Department of Labor
After months of speculation, on May 18, the US Department of Labor released its much-anticipated final rule that raises the white collar overtime exemption threshold under the Fair Labor Standards Act (FLSA). Among other things, the Labor Department has doubled the minimum salary needed to qualify for these exemptions, from the previous level of $455 a week (or $23,660 a year) to $913 a week (or $47,476 a year), with increases every three years thereafter.
The new regulations take effect on Dec. 1, 2016.

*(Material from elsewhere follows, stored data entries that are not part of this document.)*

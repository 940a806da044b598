//! Glue between the engine I/O and the move-intelligence evaluator.
//!
//! Commands on their way to the engine update the tracked position; engine
//! output feeds the analysis collector. When a search finishes the
//! candidates are re-ranked and summarized in one extra `info string` line.

use move_intelligence::{
    rank_candidates, AnalysisCollector, AnalysisEvent, IntelligenceSettings, PositionTracker,
    ShakmatyRules,
};
use tokio::sync::Mutex;
use tracing::{debug, info};

/// Prefix of the line announcing the re-ranked best move.
pub const INTELLIGENCE_LINE_PREFIX: &str = "info string intelligence";

/// Tracks the engine's position and analysis for re-ranking.
pub struct IntelligenceBridge {
    settings: IntelligenceSettings,
    rules: ShakmatyRules,
    tracker: Mutex<PositionTracker<ShakmatyRules>>,
    collector: Mutex<AnalysisCollector>,
}

impl IntelligenceBridge {
    pub fn new(settings: IntelligenceSettings) -> Self {
        Self {
            settings,
            rules: ShakmatyRules::new(),
            tracker: Mutex::new(PositionTracker::new()),
            collector: Mutex::new(AnalysisCollector::new()),
        }
    }

    pub fn settings(&self) -> &IntelligenceSettings {
        &self.settings
    }

    /// Follows a command forwarded to the engine.
    pub async fn observe_command(&self, command: &str) {
        let mut tracker = self.tracker.lock().await;
        match tracker.observe(&self.rules, command) {
            Ok(true) => {
                // A new position starts a new search.
                self.collector.lock().await.reset();
            }
            Ok(false) => {}
            Err(e) => debug!("Position not tracked after '{}': {}", command, e),
        }
    }

    /// Feeds one engine output line.
    ///
    /// # Returns
    ///
    /// The extra line to broadcast when the line closed a search and the
    /// position is known, `None` otherwise.
    pub async fn observe_output(&self, line: &str) -> Option<String> {
        let event = self.collector.lock().await.observe(line);
        let AnalysisEvent::Finished { candidates, .. } = event else {
            return None;
        };

        let tracker = self.tracker.lock().await;
        let Some(position) = tracker.current() else {
            debug!("Search finished without a tracked position; skipping re-ranking");
            return None;
        };

        let ranked = rank_candidates(&self.rules, position, &candidates, &self.settings);
        let best = ranked.first()?;
        if let Some(engine_best) = candidates.first() {
            if engine_best.uci != best.uci {
                info!(
                    "🧠 Re-ranked best move {} over engine choice {}",
                    best.uci, engine_best.uci
                );
            }
        }

        Some(format!(
            "{} bestmove {} score {:.2} original {:.2}",
            INTELLIGENCE_LINE_PREFIX,
            best.uci,
            best.score_pawns,
            best.engine_score_pawns()
        ))
    }

    /// Whether a position is currently tracked.
    pub async fn has_position(&self) -> bool {
        self.tracker.lock().await.current().is_some()
    }
}
//! Rodent personality files.
//!
//! A personality file is a plain text list of `setoption name <N> value <V>`
//! lines. Blank lines and lines starting with `;` or `#` are comments; any
//! other line is ignored.

use std::path::{Path, PathBuf};

const SETOPTION_PREFIX: &str = "setoption name ";
const VALUE_SEPARATOR: &str = " value ";

/// Reads personality files into `(option name, option value)` pairs.
pub struct PersonalityFileLoader;

impl PersonalityFileLoader {
    /// Parses personality text. Options without a value (buttons) get an
    /// empty value.
    pub fn parse(text: &str) -> Vec<(String, String)> {
        text.lines()
            .map(str::trim)
            .filter(|line| !line.is_empty() && !line.starts_with(';') && !line.starts_with('#'))
            .filter_map(Self::parse_line)
            .collect()
    }

    fn parse_line(line: &str) -> Option<(String, String)> {
        let prefix = line.get(..SETOPTION_PREFIX.len())?;
        if !prefix.eq_ignore_ascii_case(SETOPTION_PREFIX) {
            return None;
        }
        let rest = &line[SETOPTION_PREFIX.len()..];

        // Option names may contain spaces; the value starts after the first " value ".
        let split_at = rest.to_ascii_lowercase().find(VALUE_SEPARATOR);
        let (name, value) = match split_at {
            Some(index) => (&rest[..index], &rest[index + VALUE_SEPARATOR.len()..]),
            None => (rest, ""),
        };

        let name = name.trim();
        if name.is_empty() {
            return None;
        }
        Some((name.to_string(), value.trim().to_string()))
    }

    /// Resolves `file` against `dir` unless it is absolute.
    pub fn resolve(file: &Path, dir: &Path) -> PathBuf {
        if file.is_absolute() {
            file.to_path_buf()
        } else {
            dir.join(file)
        }
    }

    /// Loads and parses a personality file.
    pub async fn load(file: &Path, dir: &Path) -> std::io::Result<Vec<(String, String)>> {
        let path = Self::resolve(file, dir);
        let text = tokio::fs::read_to_string(path).await?;
        Ok(Self::parse(&text))
    }

    /// Formats a parsed pair back into an engine command.
    pub fn to_command(name: &str, value: &str) -> String {
        if value.is_empty() {
            format!("setoption name {}", name)
        } else {
            format!("setoption name {} value {}", name, value)
        }
    }
}
//! Signal handling for graceful shutdown.
//!
//! The first SIGINT/SIGTERM (Ctrl+C on Windows) starts a graceful shutdown;
//! the application installs a second, silent handler afterwards so that
//! another signal exits immediately.

use engine_server::ShutdownState;
use tokio::signal;
use tracing::info;

/// Waits for a termination signal and initiates shutdown on `shutdown_state`.
///
/// # Platform Support
///
/// * **Unix platforms**: Handles SIGINT and SIGTERM signals
/// * **Windows**: Handles Ctrl+C signal
///
/// # Returns
///
/// `Ok(())` once a signal was received, or an error if the handlers could
/// not be installed.
pub async fn wait_for_shutdown_signal(shutdown_state: &ShutdownState) -> Result<(), Box<dyn std::error::Error>> {
    wait_for_signal().await?;
    info!("📡 Received shutdown signal - initiating graceful shutdown");
    shutdown_state.initiate_shutdown();
    Ok(())
}

/// Waits for a termination signal without logging or touching any state.
pub async fn wait_for_signal() -> Result<(), Box<dyn std::error::Error>> {
    #[cfg(unix)]
    {
        use signal::unix::{signal, SignalKind};

        let mut sigint = signal(SignalKind::interrupt())?;
        let mut sigterm = signal(SignalKind::terminate())?;

        tokio::select! {
            _ = sigint.recv() => (),
            _ = sigterm.recv() => ()
        }
    }

    #[cfg(windows)]
    signal::ctrl_c().await?;

    Ok(())
}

The revised overtime pay regulations, will have a huge impact on businesses as at least 4.2 million American workers, will see an increase in the salary threshold for the overtime exemption from $455 a week ($23,600 annually) to $913 a week ($47,476 annually).
Businesses will need to start tracking hours for exempt salaried employees who are at or below the $47,476 threshold. Many employers do not currently track the number of hours their salaried employees work.

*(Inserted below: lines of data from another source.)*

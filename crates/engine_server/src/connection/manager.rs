//! Connection manager for tracking and managing client connections.
//!
//! This module provides the central management system for all client
//! connections: ID assignment, session access, subscriber broadcasting and
//! the engine lock. The lock holder lives next to the connection map under
//! the same `RwLock`, so acquiring, releasing and auto-releasing on
//! disconnect can never observe each other half-way.

use super::{client::ClientConnection, ConnectionId};
use crate::auth::UserSession;
use std::collections::HashMap;
use std::net::SocketAddr;
use std::sync::atomic::{AtomicUsize, Ordering};
use tokio::sync::{mpsc, RwLock};
use tokio_tungstenite::tungstenite::Message;
use tracing::{debug, info, warn};

/// Everything guarded by the manager's lock.
#[derive(Debug, Default)]
struct ConnectionRegistry {
    connections: HashMap<ConnectionId, ClientConnection>,
    lock_holder: Option<ConnectionId>,
}

/// Central manager for all client connections.
///
/// # Architecture
///
/// * Uses a single `RwLock` for connection storage and the lock holder
/// * Implements atomic connection ID generation
/// * Delivers to each client through its bounded outbound queue
#[derive(Debug)]
pub struct ConnectionManager {
    state: RwLock<ConnectionRegistry>,

    /// Atomic counter for generating unique connection IDs
    next_id: AtomicUsize,
}

impl Default for ConnectionManager {
    fn default() -> Self {
        Self::new()
    }
}

impl ConnectionManager {
    /// Creates a new, empty connection manager.
    pub fn new() -> Self {
        Self {
            state: RwLock::new(ConnectionRegistry::default()),
            next_id: AtomicUsize::new(1),
        }
    }

    /// Adds a new connection and returns its unique ID.
    ///
    /// # Arguments
    ///
    /// * `remote_addr` - The network address of the connecting client
    /// * `outbound` - Sender half of the connection's write queue
    /// * `pre_authenticated` - Whether the session starts authenticated
    ///
    /// # Returns
    ///
    /// A unique `ConnectionId` assigned to this connection.
    pub async fn add_connection(
        &self,
        remote_addr: SocketAddr,
        outbound: mpsc::Sender<Message>,
        pre_authenticated: bool,
    ) -> ConnectionId {
        let connection_id = self.next_id.fetch_add(1, Ordering::Relaxed);
        let connection = ClientConnection::new(remote_addr, outbound, pre_authenticated);
        let mut state = self.state.write().await;
        state.connections.insert(connection_id, connection);
        info!("🔗 Connection {} from {}", connection_id, remote_addr);
        connection_id
    }

    /// Removes a connection, releasing the engine lock if it held it.
    pub async fn remove_connection(&self, connection_id: ConnectionId) {
        let mut state = self.state.write().await;
        if let Some(connection) = state.connections.remove(&connection_id) {
            if state.lock_holder == Some(connection_id) {
                state.lock_holder = None;
                info!("🔓 Engine lock released by disconnect of {}", connection_id);
            }
            info!(
                "❌ Connection {} from {} disconnected",
                connection_id, connection.remote_addr
            );
        }
    }

    /// Gets the total number of active connections.
    pub async fn connection_count(&self) -> usize {
        self.state.read().await.connections.len()
    }

    /// Number of connections currently subscribed to engine output.
    pub async fn subscriber_count(&self) -> usize {
        self.state
            .read()
            .await
            .connections
            .values()
            .filter(|c| c.session.is_subscribed())
            .count()
    }

    /// Connection currently holding the engine lock.
    pub async fn lock_holder(&self) -> Option<ConnectionId> {
        self.state.read().await.lock_holder
    }

    /// Runs `f` against the session of `connection_id`.
    ///
    /// Returns `None` if the connection is gone.
    pub async fn with_session<R>(
        &self,
        connection_id: ConnectionId,
        f: impl FnOnce(&mut UserSession) -> R,
    ) -> Option<R> {
        let mut state = self.state.write().await;
        state
            .connections
            .get_mut(&connection_id)
            .map(|c| f(&mut c.session))
    }

    /// Queues `line` for every subscribed connection.
    ///
    /// A connection whose queue is full or closed is skipped; delivery to
    /// the others continues.
    ///
    /// # Returns
    ///
    /// The number of connections the line was queued for.
    pub async fn broadcast_to_subscribers(&self, line: &str) -> usize {
        let state = self.state.read().await;
        let mut delivered = 0;
        for (id, connection) in state.connections.iter() {
            if !connection.session.is_subscribed() {
                continue;
            }
            if connection.try_send_text(line) {
                delivered += 1;
            } else {
                warn!("⚠️ Dropped engine output for connection {}", id);
            }
        }
        debug!("Broadcast engine output to {} subscribers", delivered);
        delivered
    }

    /// Takes the engine lock for `connection_id` if nobody holds it.
    pub async fn try_acquire_engine_lock(&self, connection_id: ConnectionId) -> bool {
        let mut state = self.state.write().await;
        if state.lock_holder.is_some() {
            return false;
        }
        let Some(connection) = state.connections.get_mut(&connection_id) else {
            return false;
        };
        connection.session.set_lock(true);
        state.lock_holder = Some(connection_id);
        info!("🔒 Engine lock acquired by {}", connection_id);
        true
    }

    /// Releases the engine lock if `connection_id` holds it.
    pub async fn release_engine_lock(&self, connection_id: ConnectionId) -> bool {
        let mut state = self.state.write().await;
        if state.lock_holder != Some(connection_id) {
            return false;
        }
        state.lock_holder = None;
        if let Some(connection) = state.connections.get_mut(&connection_id) {
            connection.session.set_lock(false);
        }
        info!("🔓 Engine lock released by {}", connection_id);
        true
    }

    /// Whether `connection_id` may send engine commands under the lock.
    ///
    /// True when the lock is free or held by this connection.
    pub async fn may_command_engine(&self, connection_id: ConnectionId) -> bool {
        match self.state.read().await.lock_holder {
            None => true,
            Some(holder) => holder == connection_id,
        }
    }
}

#[cfg(test)]
mod tests {
    use super::*;

    fn addr() -> SocketAddr {
        "127.0.0.1:40000".parse().unwrap()
    }

    async fn connect(manager: &ConnectionManager) -> (ConnectionId, mpsc::Receiver<Message>) {
        let (tx, rx) = mpsc::channel(8);
        (manager.add_connection(addr(), tx, false).await, rx)
    }

    #[tokio::test]
    async fn test_ids_are_unique_and_start_at_one() {
        let manager = ConnectionManager::new();
        let (a, _ra) = connect(&manager).await;
        let (b, _rb) = connect(&manager).await;
        assert_eq!(a, 1);
        assert_eq!(b, 2);
        assert_eq!(manager.connection_count().await, 2);
    }

    #[tokio::test]
    async fn test_lock_is_exclusive() {
        let manager = ConnectionManager::new();
        let (a, _ra) = connect(&manager).await;
        let (b, _rb) = connect(&manager).await;

        assert!(manager.try_acquire_engine_lock(a).await);
        assert!(!manager.try_acquire_engine_lock(b).await);
        assert!(!manager.try_acquire_engine_lock(a).await);
        assert!(!manager.release_engine_lock(b).await);
        assert!(!manager.may_command_engine(b).await);
        assert!(manager.may_command_engine(a).await);

        assert!(manager.release_engine_lock(a).await);
        assert!(!manager.release_engine_lock(a).await);
        assert!(manager.try_acquire_engine_lock(b).await);
        assert_eq!(manager.lock_holder().await, Some(b));
    }

    #[tokio::test]
    async fn test_disconnect_releases_lock() {
        let manager = ConnectionManager::new();
        let (a, _ra) = connect(&manager).await;
        let (b, _rb) = connect(&manager).await;

        assert!(manager.try_acquire_engine_lock(a).await);
        manager.remove_connection(a).await;
        assert_eq!(manager.lock_holder().await, None);
        assert!(manager.try_acquire_engine_lock(b).await);
    }

    #[tokio::test]
    async fn test_broadcast_only_reaches_subscribers() {
        let manager = ConnectionManager::new();
        let (a, mut ra) = connect(&manager).await;
        let (_b, mut rb) = connect(&manager).await;

        manager.with_session(a, |s| s.subscribe()).await;
        assert_eq!(manager.subscriber_count().await, 1);
        assert_eq!(manager.broadcast_to_subscribers("info depth 1").await, 1);

        match ra.try_recv() {
            Ok(Message::Text(text)) => assert_eq!(text.as_str(), "info depth 1"),
            other => panic!("unexpected message: {:?}", other),
        }
        assert!(rb.try_recv().is_err());
    }

    #[tokio::test]
    async fn test_broadcast_skips_closed_queues() {
        let manager = ConnectionManager::new();
        let (a, ra) = connect(&manager).await;
        let (b, mut rb) = connect(&manager).await;
        manager.with_session(a, |s| s.subscribe()).await;
        manager.with_session(b, |s| s.subscribe()).await;
        drop(ra);

        assert_eq!(manager.broadcast_to_subscribers("bestmove e2e4").await, 1);
        assert!(rb.try_recv().is_ok());
    }

    #[tokio::test]
    async fn test_session_access_for_missing_connection() {
        let manager = ConnectionManager::new();
        assert!(manager.with_session(42, |s| s.subscribe()).await.is_none());
    }
}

Doubling the salary threshold seems like an unusually large adjustment, but consider the effects of inflation. Using 1975 (when the threshold hit $250) as a baseline, the Economic Policy Institute calculated that full adjustment for inflation would result in a threshold of over $1000 per week (over $52,000 per year). Nearly 60% of workers qualified for overtime in 1975; in 2016, that number is only about 7%.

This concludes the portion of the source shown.